Dataset entries:
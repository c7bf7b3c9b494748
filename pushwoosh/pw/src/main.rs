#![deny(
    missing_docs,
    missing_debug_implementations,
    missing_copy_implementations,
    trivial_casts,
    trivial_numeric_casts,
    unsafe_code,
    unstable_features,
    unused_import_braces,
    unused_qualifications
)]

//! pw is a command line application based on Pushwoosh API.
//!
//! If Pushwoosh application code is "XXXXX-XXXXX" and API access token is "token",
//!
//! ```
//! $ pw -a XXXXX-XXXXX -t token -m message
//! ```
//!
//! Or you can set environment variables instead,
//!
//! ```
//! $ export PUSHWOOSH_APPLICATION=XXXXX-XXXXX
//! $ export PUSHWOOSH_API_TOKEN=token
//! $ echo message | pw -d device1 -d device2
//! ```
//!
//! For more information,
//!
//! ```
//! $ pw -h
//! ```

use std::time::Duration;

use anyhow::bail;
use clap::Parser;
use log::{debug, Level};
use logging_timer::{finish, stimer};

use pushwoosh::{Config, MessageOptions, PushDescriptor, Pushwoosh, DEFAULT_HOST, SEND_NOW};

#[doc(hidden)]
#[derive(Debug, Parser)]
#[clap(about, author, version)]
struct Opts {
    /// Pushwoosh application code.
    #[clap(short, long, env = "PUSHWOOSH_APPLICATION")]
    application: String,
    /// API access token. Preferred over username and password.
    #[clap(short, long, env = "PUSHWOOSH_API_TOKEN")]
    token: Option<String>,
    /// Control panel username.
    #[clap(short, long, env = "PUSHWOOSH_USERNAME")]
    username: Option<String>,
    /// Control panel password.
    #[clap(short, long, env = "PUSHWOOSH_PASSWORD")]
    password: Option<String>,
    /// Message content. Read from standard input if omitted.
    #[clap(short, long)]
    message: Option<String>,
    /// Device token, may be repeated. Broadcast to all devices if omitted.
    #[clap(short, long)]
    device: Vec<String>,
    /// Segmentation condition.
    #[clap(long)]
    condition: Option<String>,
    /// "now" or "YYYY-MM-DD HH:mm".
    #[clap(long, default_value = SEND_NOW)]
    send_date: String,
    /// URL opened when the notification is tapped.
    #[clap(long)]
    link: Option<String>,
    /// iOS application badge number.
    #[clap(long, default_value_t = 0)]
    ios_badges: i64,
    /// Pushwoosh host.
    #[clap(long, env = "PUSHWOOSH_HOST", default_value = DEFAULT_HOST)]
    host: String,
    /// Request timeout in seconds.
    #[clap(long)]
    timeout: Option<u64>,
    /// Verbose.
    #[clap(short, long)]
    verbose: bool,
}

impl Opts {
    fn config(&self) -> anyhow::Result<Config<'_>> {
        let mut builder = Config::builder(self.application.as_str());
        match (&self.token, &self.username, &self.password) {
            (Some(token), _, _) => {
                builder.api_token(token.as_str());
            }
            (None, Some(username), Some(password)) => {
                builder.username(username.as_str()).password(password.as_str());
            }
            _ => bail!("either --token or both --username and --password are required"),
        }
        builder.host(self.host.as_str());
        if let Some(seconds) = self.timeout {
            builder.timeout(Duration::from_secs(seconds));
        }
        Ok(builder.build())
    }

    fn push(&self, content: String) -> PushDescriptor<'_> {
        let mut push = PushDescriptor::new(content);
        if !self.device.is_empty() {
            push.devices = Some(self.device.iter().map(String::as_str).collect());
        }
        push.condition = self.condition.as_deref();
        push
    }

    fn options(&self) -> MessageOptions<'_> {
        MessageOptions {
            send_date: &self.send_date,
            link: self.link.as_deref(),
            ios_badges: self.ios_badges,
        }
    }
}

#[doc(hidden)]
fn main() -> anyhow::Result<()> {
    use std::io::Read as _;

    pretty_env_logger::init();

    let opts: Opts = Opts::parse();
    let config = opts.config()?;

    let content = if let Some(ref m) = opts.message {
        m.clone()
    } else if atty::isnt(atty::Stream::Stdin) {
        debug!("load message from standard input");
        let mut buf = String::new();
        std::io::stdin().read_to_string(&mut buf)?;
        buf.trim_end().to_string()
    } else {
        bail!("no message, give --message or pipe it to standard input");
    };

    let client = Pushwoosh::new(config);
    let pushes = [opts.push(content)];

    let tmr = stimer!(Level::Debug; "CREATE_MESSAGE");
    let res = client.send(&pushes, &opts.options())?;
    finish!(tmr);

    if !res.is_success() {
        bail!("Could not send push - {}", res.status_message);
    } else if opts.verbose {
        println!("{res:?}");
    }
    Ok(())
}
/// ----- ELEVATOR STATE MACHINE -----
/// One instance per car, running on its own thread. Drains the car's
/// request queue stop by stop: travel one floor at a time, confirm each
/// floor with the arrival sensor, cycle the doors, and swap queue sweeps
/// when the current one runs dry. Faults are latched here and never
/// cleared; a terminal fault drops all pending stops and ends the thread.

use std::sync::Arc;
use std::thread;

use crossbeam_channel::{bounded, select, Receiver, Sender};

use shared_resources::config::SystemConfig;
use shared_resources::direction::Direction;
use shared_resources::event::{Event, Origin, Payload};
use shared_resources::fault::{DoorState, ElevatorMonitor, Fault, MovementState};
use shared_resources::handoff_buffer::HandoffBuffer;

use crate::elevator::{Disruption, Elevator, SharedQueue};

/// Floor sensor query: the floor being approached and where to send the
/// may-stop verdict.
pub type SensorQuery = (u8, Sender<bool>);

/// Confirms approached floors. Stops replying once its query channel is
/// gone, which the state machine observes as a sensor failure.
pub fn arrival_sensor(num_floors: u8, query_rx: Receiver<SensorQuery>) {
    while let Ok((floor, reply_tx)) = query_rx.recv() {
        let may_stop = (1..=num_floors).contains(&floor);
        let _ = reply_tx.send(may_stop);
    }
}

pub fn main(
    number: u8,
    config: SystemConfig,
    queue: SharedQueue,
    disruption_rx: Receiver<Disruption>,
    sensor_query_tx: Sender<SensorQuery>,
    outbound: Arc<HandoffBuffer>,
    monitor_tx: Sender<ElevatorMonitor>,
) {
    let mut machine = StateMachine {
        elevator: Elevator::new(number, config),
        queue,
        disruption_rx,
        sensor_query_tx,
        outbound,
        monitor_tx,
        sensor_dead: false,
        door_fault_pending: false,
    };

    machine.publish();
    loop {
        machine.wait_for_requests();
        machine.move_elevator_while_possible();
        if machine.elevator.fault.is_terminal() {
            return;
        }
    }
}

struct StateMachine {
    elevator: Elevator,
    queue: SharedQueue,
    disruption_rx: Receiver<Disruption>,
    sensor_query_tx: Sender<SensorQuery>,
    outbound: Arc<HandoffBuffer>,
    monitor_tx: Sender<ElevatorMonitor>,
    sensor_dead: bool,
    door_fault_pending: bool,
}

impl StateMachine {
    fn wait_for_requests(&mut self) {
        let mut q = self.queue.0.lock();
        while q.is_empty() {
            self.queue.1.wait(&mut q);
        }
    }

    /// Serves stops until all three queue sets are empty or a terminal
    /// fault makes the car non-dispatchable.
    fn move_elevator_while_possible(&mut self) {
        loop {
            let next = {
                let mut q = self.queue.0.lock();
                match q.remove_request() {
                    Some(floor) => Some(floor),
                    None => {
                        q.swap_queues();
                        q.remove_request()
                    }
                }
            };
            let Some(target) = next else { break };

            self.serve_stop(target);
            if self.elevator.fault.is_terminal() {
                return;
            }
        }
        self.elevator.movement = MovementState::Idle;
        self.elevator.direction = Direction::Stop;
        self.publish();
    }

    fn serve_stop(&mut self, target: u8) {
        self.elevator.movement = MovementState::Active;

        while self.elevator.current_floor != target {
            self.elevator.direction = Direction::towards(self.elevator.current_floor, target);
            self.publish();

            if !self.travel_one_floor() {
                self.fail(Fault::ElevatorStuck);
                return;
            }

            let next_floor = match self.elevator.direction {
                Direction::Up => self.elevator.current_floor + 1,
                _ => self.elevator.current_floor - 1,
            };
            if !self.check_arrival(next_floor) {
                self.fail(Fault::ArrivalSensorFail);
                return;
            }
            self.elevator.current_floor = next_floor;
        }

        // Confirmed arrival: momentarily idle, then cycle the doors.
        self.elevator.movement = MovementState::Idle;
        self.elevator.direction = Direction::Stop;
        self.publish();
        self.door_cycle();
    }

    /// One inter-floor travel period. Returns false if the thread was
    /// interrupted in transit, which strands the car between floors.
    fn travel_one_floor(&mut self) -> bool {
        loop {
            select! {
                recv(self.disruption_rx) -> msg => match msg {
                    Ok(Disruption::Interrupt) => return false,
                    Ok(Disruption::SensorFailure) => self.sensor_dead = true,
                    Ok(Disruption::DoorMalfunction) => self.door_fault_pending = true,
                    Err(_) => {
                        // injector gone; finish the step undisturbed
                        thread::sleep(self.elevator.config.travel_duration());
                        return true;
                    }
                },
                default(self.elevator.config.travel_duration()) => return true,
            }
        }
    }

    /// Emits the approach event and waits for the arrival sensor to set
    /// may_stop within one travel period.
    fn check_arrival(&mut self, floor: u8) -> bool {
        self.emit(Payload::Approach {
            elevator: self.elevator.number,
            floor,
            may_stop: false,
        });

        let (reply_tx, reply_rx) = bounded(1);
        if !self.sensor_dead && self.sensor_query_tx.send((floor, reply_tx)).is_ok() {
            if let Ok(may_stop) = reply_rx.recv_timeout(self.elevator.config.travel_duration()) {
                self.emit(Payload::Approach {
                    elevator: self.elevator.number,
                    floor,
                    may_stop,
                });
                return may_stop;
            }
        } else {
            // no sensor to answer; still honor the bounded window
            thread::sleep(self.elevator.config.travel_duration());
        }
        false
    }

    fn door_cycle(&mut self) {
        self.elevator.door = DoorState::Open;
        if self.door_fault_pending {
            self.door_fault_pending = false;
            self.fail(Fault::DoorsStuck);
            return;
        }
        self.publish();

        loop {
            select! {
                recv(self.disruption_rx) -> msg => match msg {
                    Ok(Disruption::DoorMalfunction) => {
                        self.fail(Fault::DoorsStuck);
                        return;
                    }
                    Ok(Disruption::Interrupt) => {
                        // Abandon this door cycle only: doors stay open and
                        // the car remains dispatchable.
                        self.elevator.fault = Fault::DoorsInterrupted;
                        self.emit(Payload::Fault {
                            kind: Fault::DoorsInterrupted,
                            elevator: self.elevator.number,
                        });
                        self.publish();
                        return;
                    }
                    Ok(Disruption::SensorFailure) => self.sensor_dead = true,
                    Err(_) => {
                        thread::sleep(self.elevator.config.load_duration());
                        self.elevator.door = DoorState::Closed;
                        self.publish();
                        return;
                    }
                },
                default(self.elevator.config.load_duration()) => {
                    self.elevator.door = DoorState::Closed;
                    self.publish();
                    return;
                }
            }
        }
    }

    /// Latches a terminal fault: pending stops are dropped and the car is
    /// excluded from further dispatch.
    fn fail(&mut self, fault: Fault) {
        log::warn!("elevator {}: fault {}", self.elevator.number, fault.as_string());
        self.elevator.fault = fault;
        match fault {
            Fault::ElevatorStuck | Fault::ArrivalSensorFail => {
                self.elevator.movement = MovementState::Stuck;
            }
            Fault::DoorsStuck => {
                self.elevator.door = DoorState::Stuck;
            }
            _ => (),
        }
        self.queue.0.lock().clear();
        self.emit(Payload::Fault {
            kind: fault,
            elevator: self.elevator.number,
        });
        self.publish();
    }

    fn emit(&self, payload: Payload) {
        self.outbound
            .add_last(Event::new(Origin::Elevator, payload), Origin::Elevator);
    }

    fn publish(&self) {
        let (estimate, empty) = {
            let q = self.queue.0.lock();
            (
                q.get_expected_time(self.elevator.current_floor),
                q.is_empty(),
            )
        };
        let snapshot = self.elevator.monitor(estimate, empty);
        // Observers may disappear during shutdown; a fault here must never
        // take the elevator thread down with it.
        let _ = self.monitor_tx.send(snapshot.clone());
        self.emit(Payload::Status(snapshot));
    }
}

Problem to solve: Looking at the entries above, say how many lines contain the word "bail". Nothing but the number is needed.

Answer space: 4